What will falling oil prices do to fracking? It depends whom you ask. John Cassidy writes in the New Yorker that the reason Saudis are letting the prices fall is to go after the American fracking industry, which won’t be able to turn a profit if the price of oil goes too low. Of course, while the Saudis may be able to resist pumping more oil, what about Russia and Venezuela? It’s not clear what happens next. Brian Dumaine writes at Time that, in any case, the conventional wisdom is wrong – that the fracking industry is getting more efficient and will be able to withstand the OPEC challenge.
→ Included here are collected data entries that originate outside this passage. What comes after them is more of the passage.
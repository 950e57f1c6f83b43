//! # OCR Processing Module
//!
//! This module provides optical character recognition (OCR) functionality for
//! extracting text from normalized prescription rasters using the Tesseract
//! OCR engine.
//!
//! ## Features
//!
//! - Text extraction constrained to a prescription-relevant character whitelist
//! - Single-block page segmentation (prescriptions are short unstructured notes)
//! - Image file validation with magic-byte format detection
//! - Graceful degradation: engine failures map to an empty extraction rather
//!   than aborting the pipeline
//!
//! ## Dependencies
//!
//! - `leptess`: Rust bindings for Tesseract OCR and Leptonica
//! - `image`: Image format detection and in-memory PNG encoding
//! - `anyhow`: Error handling at the validation boundary

use anyhow::Result;
use image::GrayImage;
use leptess::LepTess;
use std::fs::File;
use std::io::{BufReader, Read};
use tracing::{debug, info, warn};

use crate::config::OcrConfig;

/// Name of the OCR engine reported in processing metadata
pub const OCR_ENGINE_NAME: &str = "Tesseract OCR";

/// Custom error types for OCR operations
#[derive(Debug, Clone)]
pub enum OcrError {
    /// OCR engine initialization errors
    Initialization(String),
    /// Raster encoding errors (feeding the engine)
    Encode(String),
    /// Image loading errors
    ImageLoad(String),
    /// Text extraction errors
    Extraction(String),
}

impl std::fmt::Display for OcrError {
    fn fmt(&self, f: &mut std::fmt::Formatter<'_>) -> std::fmt::Result {
        match self {
            OcrError::Initialization(msg) => {
                write!(f, "[OCR_INIT] OCR engine initialization failed: {}", msg)
            }
            OcrError::Encode(msg) => {
                write!(f, "[OCR_ENCODE] Failed to encode raster for OCR: {}", msg)
            }
            OcrError::ImageLoad(msg) => {
                write!(f, "[IMAGE_LOAD] Failed to load image for OCR processing: {}", msg)
            }
            OcrError::Extraction(msg) => {
                write!(f, "[OCR_EXTRACT] Text extraction from image failed: {}", msg)
            }
        }
    }
}

impl std::error::Error for OcrError {}

/// Validate an image file path and basic properties before decoding
///
/// Checks that the path exists, is a regular file, is non-empty, respects the
/// configured size limit, and carries the magic bytes of a supported image
/// format (PNG, JPEG, BMP or TIFF).
///
/// # Arguments
///
/// * `image_path` - Path to the image file to validate
/// * `config` - OCR configuration with size limits and buffer settings
pub fn validate_image_file(image_path: &str, config: &OcrConfig) -> Result<()> {
    let path = std::path::Path::new(image_path);

    if !path.exists() {
        return Err(anyhow::anyhow!(
            "Image validation failed: file does not exist ({})",
            image_path
        ));
    }

    if !path.is_file() {
        return Err(anyhow::anyhow!(
            "Image validation failed: path is not a file ({})",
            image_path
        ));
    }

    let metadata = path.metadata().map_err(|e| {
        anyhow::anyhow!(
            "Image validation failed: cannot read file metadata ({}) - {}",
            image_path,
            e
        )
    })?;

    let file_size = metadata.len();
    if file_size == 0 {
        return Err(anyhow::anyhow!(
            "Image validation failed: file is empty ({})",
            image_path
        ));
    }
    if file_size > config.max_file_size {
        return Err(anyhow::anyhow!(
            "Image validation failed: file too large ({} bytes, maximum allowed: {} bytes)",
            file_size,
            config.max_file_size
        ));
    }

    // Format detection from magic bytes; only formats Tesseract handles well
    let file = File::open(image_path).map_err(|e| {
        anyhow::anyhow!(
            "Cannot open image file for validation: {} - {}",
            image_path,
            e
        )
    })?;
    let mut reader = BufReader::new(file);
    let mut buffer = vec![0; config.buffer_size];
    let bytes_read = reader.read(&mut buffer).map_err(|e| {
        anyhow::anyhow!(
            "Error reading image file for format detection: {} - {}",
            image_path,
            e
        )
    })?;

    if bytes_read < config.min_format_bytes {
        return Err(anyhow::anyhow!(
            "Image validation failed: could not read enough bytes for format detection from {} (read {}, need at least {})",
            image_path,
            bytes_read,
            config.min_format_bytes
        ));
    }
    buffer.truncate(bytes_read);

    match image::guess_format(&buffer) {
        Ok(format) => {
            let supported = matches!(
                format,
                image::ImageFormat::Png
                    | image::ImageFormat::Jpeg
                    | image::ImageFormat::Bmp
                    | image::ImageFormat::Tiff
            );
            if !supported {
                return Err(anyhow::anyhow!(
                    "Image validation failed: unsupported image format {:?} ({})",
                    format,
                    image_path
                ));
            }
            debug!("Detected supported image format: {format:?} for file: {image_path}");
            Ok(())
        }
        Err(e) => Err(anyhow::anyhow!(
            "Image validation failed: could not determine image format for {} - {}",
            image_path,
            e
        )),
    }
}

/// Extract text from a normalized raster using Tesseract
///
/// Configures the engine with the prescription character whitelist and
/// single-block page segmentation, feeds the raster as an in-memory PNG and
/// returns the cleaned extracted text.
///
/// # Arguments
///
/// * `raster` - The normalized binary raster to recognize
/// * `config` - OCR configuration (language, PSM mode, character whitelist)
///
/// # Returns
///
/// Returns the extracted text (leading/trailing whitespace trimmed, internal
/// newlines preserved), or an `OcrError` on engine failure
pub fn extract_text(raster: &GrayImage, config: &OcrConfig) -> Result<String, OcrError> {
    let ocr_start_time = std::time::Instant::now();

    let mut png_buffer = Vec::new();
    raster
        .write_to(
            &mut std::io::Cursor::new(&mut png_buffer),
            image::ImageFormat::Png,
        )
        .map_err(|e| OcrError::Encode(format!("PNG encoding failed: {}", e)))?;

    let mut tess = LepTess::new(None, &config.language)
        .map_err(|e| OcrError::Initialization(format!("Failed to initialize Tesseract: {}", e)))?;

    tess.set_variable(
        leptess::Variable::TesseditCharWhitelist,
        &config.character_whitelist,
    )
    .map_err(|e| OcrError::Initialization(format!("Failed to set character whitelist: {}", e)))?;

    tess.set_variable(
        leptess::Variable::TesseditPagesegMode,
        config.psm_mode.as_str(),
    )
    .map_err(|e| OcrError::Initialization(format!("Failed to set PSM mode: {}", e)))?;

    tess.set_image_from_mem(&png_buffer)
        .map_err(|e| OcrError::ImageLoad(format!("Failed to load raster into Tesseract: {}", e)))?;

    let extracted_text = tess
        .get_utf8_text()
        .map_err(|e| OcrError::Extraction(format!("Failed to extract text from image: {}", e)))?;

    let cleaned_text = cleanup_extracted_text(&extracted_text);

    info!(
        "OCR processing completed in {}ms, extracted {} characters",
        ocr_start_time.elapsed().as_millis(),
        cleaned_text.len()
    );

    Ok(cleaned_text)
}

/// Extract text from a raster, degrading to an empty string on engine failure
///
/// This is the never-throws boundary of the extractor: any internal OCR engine
/// failure is logged and mapped to an empty string, so the pipeline degrades
/// gracefully instead of aborting. An empty result signals total extraction
/// failure to the caller.
pub fn extract_text_lossy(raster: &GrayImage, config: &OcrConfig) -> String {
    match extract_text(raster, config) {
        Ok(text) => text,
        Err(err) => {
            crate::errors::error_logging::log_ocr_error(&err, "extract_text", None, None);
            warn!("OCR extraction failed, degrading to empty text");
            String::new()
        }
    }
}

/// Clean up extracted text: trim each line, drop empty lines, preserve the
/// remaining line boundaries (the classifier needs them)
fn cleanup_extracted_text(text: &str) -> String {
    text.trim()
        .lines()
        .map(str::trim)
        .filter(|line| !line.is_empty())
        .collect::<Vec<&str>>()
        .join("\n")
}

#[cfg(test)]
mod tests {
    use super::*;
    use std::io::Write;

    #[test]
    fn test_cleanup_trims_and_preserves_lines() {
        let raw = "  Paracetamol 500mg  \n\n   twice daily   \n";
        assert_eq!(cleanup_extracted_text(raw), "Paracetamol 500mg\ntwice daily");
    }

    #[test]
    fn test_cleanup_empty_input() {
        assert_eq!(cleanup_extracted_text(""), "");
        assert_eq!(cleanup_extracted_text("   \n  \n"), "");
    }

    #[test]
    fn test_validate_missing_file() {
        let config = OcrConfig::default();
        assert!(validate_image_file("/nonexistent/scan.png", &config).is_err());
    }

    #[test]
    fn test_validate_empty_file() {
        let config = OcrConfig::default();
        let file = tempfile::NamedTempFile::new().expect("temp file");
        let path = file.path().to_string_lossy().to_string();
        assert!(validate_image_file(&path, &config).is_err());
    }

    #[test]
    fn test_validate_rejects_unknown_format() {
        let config = OcrConfig::default();
        let mut file = tempfile::NamedTempFile::new().expect("temp file");
        file.write_all(b"plain text, definitely not pixels")
            .expect("write temp data");
        let path = file.path().to_string_lossy().to_string();
        assert!(validate_image_file(&path, &config).is_err());
    }

    #[test]
    fn test_validate_accepts_png() {
        let config = OcrConfig::default();
        let img = image::GrayImage::new(8, 8);
        let file = tempfile::Builder::new()
            .suffix(".png")
            .tempfile()
            .expect("temp file");
        let path = file.path().to_string_lossy().to_string();
        img.save(&path).expect("save png");
        assert!(validate_image_file(&path, &config).is_ok());
    }
}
Barack Obama to nominate Ashton Carter as secretary of defense, via the New York Times. Will he get confirmed? The Times describes him thusly: “Mr. Carter has degrees in physics and medieval history from Yale and a doctorate in theoretical physics from Oxford; he was a Rhodes Scholar, was a longtime member of the Harvard faculty and now lectures at Stanford. His senior thesis at Yale was on the use of Latin by monastic writers to describe the world of 12th-century Flanders.”

Kinder, gentler House Republicans? You’re kidding, right? Via Doyle McManus at the Los Angeles Times.

So, here’s the Republican plan so far: Don’t shut down the government, but show that you’re mad enough to do something. Via the Washington Post.

The Rolling Stone story about the fraternity gang rape at the University of Virginia has shaken the Grounds at Thomas Jefferson’s university. But there’s at least one question about the story: Why didn’t the writer talk to the alleged rapists? Via Slate.

Only in Tea Party America could anyone think that Jeb Bush is not conservative. Why does America misremember, asks S.V. Date in Politico.

Ed Rogers writes in the Washington Post that if you have Bill Clinton nostalgia then Jim Webb may be more like Bill Clinton than Hillary is.

Amy Davidson writes in defense of Sasha and Malia. Via the New Yorker.